Kinetic model of the aggregation of alpha-synuclein provides insights into prion-like spreading.

The protein alpha-synuclein (αS) self-assembles into small oligomeric species and subsequently into amyloid fibrils that accumulate and proliferate during the development of Parkinson's disease. However, the quantitative characterization of the aggregation and spreading of αS remains challenging to achieve. Previously, we identified a conformational conversion step leading from the initially formed oligomers to more compact oligomers preceding fibril formation. Here, by a combination of single-molecule fluorescence measurements and kinetic analysis, we find that the reaction in solution involves two unimolecular structural conversion steps, from the disordered to more compact oligomers and then to fibrils, which can elongate by further monomer addition.

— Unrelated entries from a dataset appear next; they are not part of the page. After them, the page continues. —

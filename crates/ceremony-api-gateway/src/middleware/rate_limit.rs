//! Per-IP token bucket rate limiting via `governor`, applied to
//! `openMultiPartUpload` / `temporaryStoreCurrentContributionUploadedChunkData`,
//! the highest-frequency calls in the protocol. Applied as a layer on just
//! those two routes, not globally.

use crate::domain::config::RateLimitConfig;
use axum::{
    body::Body,
    extract::ConnectInfo,
    http::{Request, StatusCode},
    response::{IntoResponse, Response},
    Json,
};
use dashmap::DashMap;
use governor::{clock::DefaultClock, state::{InMemoryState, NotKeyed}, Quota, RateLimiter};
use std::net::{IpAddr, SocketAddr};
use std::num::NonZeroU32;
use std::sync::Arc;
use std::time::Instant;
use tower::{Layer, Service};
use tracing::warn;

type Bucket = RateLimiter<NotKeyed, InMemoryState, DefaultClock>;

pub struct RateLimitState {
    buckets: DashMap<IpAddr, (Bucket, Instant)>,
    config: RateLimitConfig,
}

impl RateLimitState {
    pub fn new(config: RateLimitConfig) -> Self {
        Self {
            buckets: DashMap::new(),
            config,
        }
    }

    pub fn check(&self, ip: IpAddr) -> bool {
        if !self.config.enabled {
            return true;
        }
        let mut entry = self.buckets.entry(ip).or_insert_with(|| {
            let quota = Quota::per_second(
                NonZeroU32::new(self.config.requests_per_second).unwrap_or(NonZeroU32::new(1).unwrap()),
            )
            .allow_burst(NonZeroU32::new(self.config.burst_size).unwrap_or(NonZeroU32::new(1).unwrap()));
            (RateLimiter::direct(quota), Instant::now())
        });
        entry.1 = Instant::now();
        entry.0.check().is_ok()
    }
}

#[derive(Clone)]
pub struct RateLimitLayer {
    state: Arc<RateLimitState>,
}

impl RateLimitLayer {
    pub fn new(config: RateLimitConfig) -> Self {
        Self {
            state: Arc::new(RateLimitState::new(config)),
        }
    }
}

impl<S> Layer<S> for RateLimitLayer {
    type Service = RateLimitService<S>;

    fn layer(&self, inner: S) -> Self::Service {
        RateLimitService {
            inner,
            state: Arc::clone(&self.state),
        }
    }
}

#[derive(Clone)]
pub struct RateLimitService<S> {
    inner: S,
    state: Arc<RateLimitState>,
}

impl<S> Service<Request<Body>> for RateLimitService<S>
where
    S: Service<Request<Body>, Response = Response> + Clone + Send + 'static,
    S::Future: Send,
{
    type Response = Response;
    type Error = S::Error;
    type Future =
        std::pin::Pin<Box<dyn std::future::Future<Output = Result<Self::Response, Self::Error>> + Send>>;

    fn poll_ready(&mut self, cx: &mut std::task::Context<'_>) -> std::task::Poll<Result<(), Self::Error>> {
        self.inner.poll_ready(cx)
    }

    fn call(&mut self, req: Request<Body>) -> Self::Future {
        let state = Arc::clone(&self.state);
        let mut inner = self.inner.clone();
        let ip = req
            .extensions()
            .get::<ConnectInfo<SocketAddr>>()
            .map(|c| c.0.ip())
            .unwrap_or(IpAddr::from([127, 0, 0, 1]));

        Box::pin(async move {
            if state.check(ip) {
                inner.call(req).await
            } else {
                warn!(%ip, "rate limit exceeded");
                let body = Json(serde_json::json!({
                    "error": "UPSTREAM_UNAVAILABLE",
                    "message": "rate limit exceeded, retry later",
                }));
                Ok((StatusCode::TOO_MANY_REQUESTS, body).into_response())
            }
        })
    }
}
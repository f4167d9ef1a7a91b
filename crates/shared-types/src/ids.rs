//! Opaque identifiers for ceremony entities.
//!
//! All are newtypes over `String` so call sites can't accidentally swap a
//! `CircuitId` for a `ParticipantId` at a function boundary.

use serde::{Deserialize, Serialize};
use std::fmt;

macro_rules! opaque_id {
    ($name:ident) => {
        #[derive(Debug, Clone, PartialEq, Eq, Hash, PartialOrd, Ord, Serialize, Deserialize)]
        pub struct $name(pub String);

        impl $name {
            pub fn as_str(&self) -> &str {
                &self.0
            }
        }

        impl fmt::Display for $name {
            fn fmt(&self, f: &mut fmt::Formatter<'_>) -> fmt::Result {
                write!(f, "{}", self.0)
            }
        }

        impl From<String> for $name {
            fn from(s: String) -> Self {
                Self(s)
            }
        }

        impl From<&str> for $name {
            fn from(s: &str) -> Self {
                Self(s.to_string())
            }
        }
    };
}

opaque_id!(CeremonyId);
opaque_id!(CircuitId);
opaque_id!(ParticipantId);
opaque_id!(ContributionId);

/// Generates a new random opaque id (v4 UUID, hyphenated).
pub fn new_id() -> String {
    uuid::Uuid::new_v4().to_string()
}
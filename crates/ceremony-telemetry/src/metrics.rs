//! Prometheus metrics for the ceremony coordinator.
//!
//! All metrics follow the naming convention: `ceremony_<component>_<metric>_<unit>`
//!
//! ## Metric Types
//!
//! - **Counter**: Monotonically increasing value (e.g., contributions_verified_total)
//! - **Gauge**: Value that can go up or down (e.g., queue_length)
//! - **Histogram**: Distribution of values (e.g., verification_duration_seconds)

use lazy_static::lazy_static;
use prometheus::{
    exponential_buckets, Counter, CounterVec, Encoder, Gauge, GaugeVec, Histogram, HistogramVec,
    Opts, Registry, TextEncoder,
};
use std::sync::Arc;

use crate::TelemetryError;

lazy_static! {
    /// Global metrics registry
    pub static ref REGISTRY: Registry = Registry::new();

    // =========================================================================
    // SCHEDULER METRICS
    // =========================================================================

    /// Participants admitted to a circuit's waiting queue
    pub static ref QUEUE_ADMISSIONS: Counter = Counter::new(
        "ceremony_scheduler_admissions_total",
        "Total participants admitted to a circuit waiting queue"
    ).expect("metric creation failed");

    /// Current length of each circuit's waiting queue
    pub static ref QUEUE_LENGTH: GaugeVec = GaugeVec::new(
        Opts::new("ceremony_scheduler_queue_length", "Current waiting queue length"),
        &["circuit_id"]
    ).expect("metric creation failed");

    /// Baton hand-offs performed by the scheduler
    pub static ref BATON_HANDOFFS: CounterVec = CounterVec::new(
        Opts::new("ceremony_scheduler_baton_handoffs_total", "Baton hand-offs by outcome"),
        &["outcome"]  // outcome: valid/invalid/timeout
    ).expect("metric creation failed");

    /// Timeouts fired by the scheduler
    pub static ref TIMEOUTS_FIRED: CounterVec = CounterVec::new(
        Opts::new("ceremony_scheduler_timeouts_fired_total", "Timeouts fired by mechanism"),
        &["mechanism"]  // mechanism: fixed/dynamic
    ).expect("metric creation failed");

    // =========================================================================
    // UPLOAD METRICS
    // =========================================================================

    /// Multi-part uploads opened
    pub static ref UPLOADS_OPENED: Counter = Counter::new(
        "ceremony_upload_opened_total",
        "Total multi-part uploads opened"
    ).expect("metric creation failed");

    /// Multi-part uploads completed
    pub static ref UPLOADS_COMPLETED: Counter = Counter::new(
        "ceremony_upload_completed_total",
        "Total multi-part uploads completed"
    ).expect("metric creation failed");

    /// Chunks reported to the coordinator
    pub static ref CHUNKS_STORED: Counter = Counter::new(
        "ceremony_upload_chunks_stored_total",
        "Total uploaded-part records stored"
    ).expect("metric creation failed");

    /// BlobStore dispatch failures requiring retry
    pub static ref UPLOAD_RETRIES: Counter = Counter::new(
        "ceremony_upload_retries_total",
        "Total upload store retries after a transient upstream failure"
    ).expect("metric creation failed");

    // =========================================================================
    // VERIFICATION METRICS
    // =========================================================================

    /// Contributions verified, by validity
    pub static ref CONTRIBUTIONS_VERIFIED: CounterVec = CounterVec::new(
        Opts::new("ceremony_verifier_contributions_verified_total", "Contributions verified by result"),
        &["valid"]  // valid: true/false
    ).expect("metric creation failed");

    /// Verification duration histogram
    pub static ref VERIFICATION_DURATION: HistogramVec = HistogramVec::new(
        prometheus::HistogramOpts::new(
            "ceremony_verifier_duration_seconds",
            "Time spent verifying a contribution"
        ).buckets(exponential_buckets(1.0, 2.0, 14).expect("valid bucket parameters")),
        &["mechanism"]  // mechanism: cf/vm
    ).expect("metric creation failed");

    /// Verification dispatch failures requiring retry
    pub static ref VERIFICATION_RETRIES: Counter = Counter::new(
        "ceremony_verifier_retries_total",
        "Total verification dispatch retries after a transient upstream failure"
    ).expect("metric creation failed");

    // =========================================================================
    // FINALIZATION METRICS
    // =========================================================================

    /// Circuits finalized
    pub static ref CIRCUITS_FINALIZED: Counter = Counter::new(
        "ceremony_finalizer_circuits_finalized_total",
        "Total circuits that produced a valid final zkey"
    ).expect("metric creation failed");

    /// Ceremonies finalized
    pub static ref CEREMONIES_FINALIZED: Counter = Counter::new(
        "ceremony_finalizer_ceremonies_finalized_total",
        "Total ceremonies that reached the FINALIZED state"
    ).expect("metric creation failed");

    /// Finalization upstream call failures requiring retry
    pub static ref FINALIZATION_RETRIES: Counter = Counter::new(
        "ceremony_finalizer_retries_total",
        "Total finalization upstream retries after a transient failure"
    ).expect("metric creation failed");

    // =========================================================================
    // EVENT BUS METRICS
    // =========================================================================

    /// Messages published on the event bus
    pub static ref EVENT_BUS_MESSAGES_PUBLISHED: CounterVec = CounterVec::new(
        Opts::new("ceremony_eventbus_messages_published_total", "Events published by topic"),
        &["topic"]
    ).expect("metric creation failed");

    /// Event bus delivery latency
    pub static ref EVENT_BUS_LATENCY: Histogram = Histogram::with_opts(
        prometheus::HistogramOpts::new(
            "ceremony_eventbus_delivery_latency_seconds",
            "Time for event delivery via the in-process bus"
        ).buckets(exponential_buckets(0.0001, 2.0, 12).expect("valid bucket parameters"))
    ).expect("metric creation failed");

    // =========================================================================
    // RPC / ERROR METRICS
    // =========================================================================

    /// RPC calls handled by the gateway
    pub static ref RPC_CALLS: CounterVec = CounterVec::new(
        Opts::new("ceremony_gateway_rpc_calls_total", "RPC calls by method and outcome"),
        &["method", "outcome"]
    ).expect("metric creation failed");

    /// Core errors by taxonomy identifier
    pub static ref CORE_ERRORS: CounterVec = CounterVec::new(
        Opts::new("ceremony_core_errors_total", "Errors by component and taxonomy identifier"),
        &["component", "error_kind"]
    ).expect("metric creation failed");
}

/// Handle for the metrics server
pub struct MetricsHandle {
    _registry: Arc<Registry>,
}

/// Register all metrics with the global registry.
pub fn register_metrics() -> Result<MetricsHandle, TelemetryError> {
    let metrics: Vec<Box<dyn prometheus::core::Collector>> = vec![
        // Scheduler
        Box::new(QUEUE_ADMISSIONS.clone()),
        Box::new(QUEUE_LENGTH.clone()),
        Box::new(BATON_HANDOFFS.clone()),
        Box::new(TIMEOUTS_FIRED.clone()),
        // Upload
        Box::new(UPLOADS_OPENED.clone()),
        Box::new(UPLOADS_COMPLETED.clone()),
        Box::new(CHUNKS_STORED.clone()),
        Box::new(UPLOAD_RETRIES.clone()),
        // Verification
        Box::new(CONTRIBUTIONS_VERIFIED.clone()),
        Box::new(VERIFICATION_DURATION.clone()),
        Box::new(VERIFICATION_RETRIES.clone()),
        // Finalization
        Box::new(CIRCUITS_FINALIZED.clone()),
        Box::new(CEREMONIES_FINALIZED.clone()),
        Box::new(FINALIZATION_RETRIES.clone()),
        // Event bus
        Box::new(EVENT_BUS_MESSAGES_PUBLISHED.clone()),
        Box::new(EVENT_BUS_LATENCY.clone()),
        // RPC / errors
        Box::new(RPC_CALLS.clone()),
        Box::new(CORE_ERRORS.clone()),
    ];

    for metric in metrics {
        REGISTRY
            .register(metric)
            .map_err(|e| TelemetryError::MetricsInit(e.to_string()))?;
    }

    Ok(MetricsHandle {
        _registry: Arc::new(REGISTRY.clone()),
    })
}

/// Encode all metrics as Prometheus text format.
pub fn encode_metrics() -> Result<String, TelemetryError> {
    let encoder = TextEncoder::new();
    let metric_families = REGISTRY.gather();
    let mut buffer = Vec::new();
    encoder
        .encode(&metric_families, &mut buffer)
        .map_err(|e| TelemetryError::MetricsInit(e.to_string()))?;
    String::from_utf8(buffer).map_err(|e| TelemetryError::MetricsInit(e.to_string()))
}

/// Timer guard for automatic histogram observation.
pub struct HistogramTimer {
    histogram: Histogram,
    start: std::time::Instant,
}

impl HistogramTimer {
    /// Start a new timer for the given histogram.
    pub fn new(histogram: &Histogram) -> Self {
        Self {
            histogram: histogram.clone(),
            start: std::time::Instant::now(),
        }
    }
}

impl Drop for HistogramTimer {
    fn drop(&mut self) {
        let duration = self.start.elapsed().as_secs_f64();
        self.histogram.observe(duration);
    }
}

/// Start timing for a histogram. Observation happens on drop.
#[macro_export]
macro_rules! time_histogram {
    ($histogram:expr) => {
        $crate::metrics::HistogramTimer::new(&$histogram)
    };
}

We have obtained individual rate constants for these key microscopic steps by applying a global kinetic analysis to both the decrease in the concentration of monomeric protein molecules and the increase in oligomer concentrations over a 0.5-140-µM range of αS. The resulting explicit kinetic model of αS aggregation has been used to quantitatively explore seeding the reaction by either the compact oligomers or fibrils. Our predictions reveal that, although fibrils are more effective at seeding than oligomers, very high numbers of seeds of either type, of the order of 10(4), are required to achieve efficient seeding and bypass the slow generation of aggregates through primary nucleation. Complementary cellular experiments demonstrated that two orders of magnitude lower numbers of oligomers were sufficient to generate high levels of reactive oxygen species, suggesting that effective templated seeding is likely to require both the presence of template aggregates and conditions of cellular stress.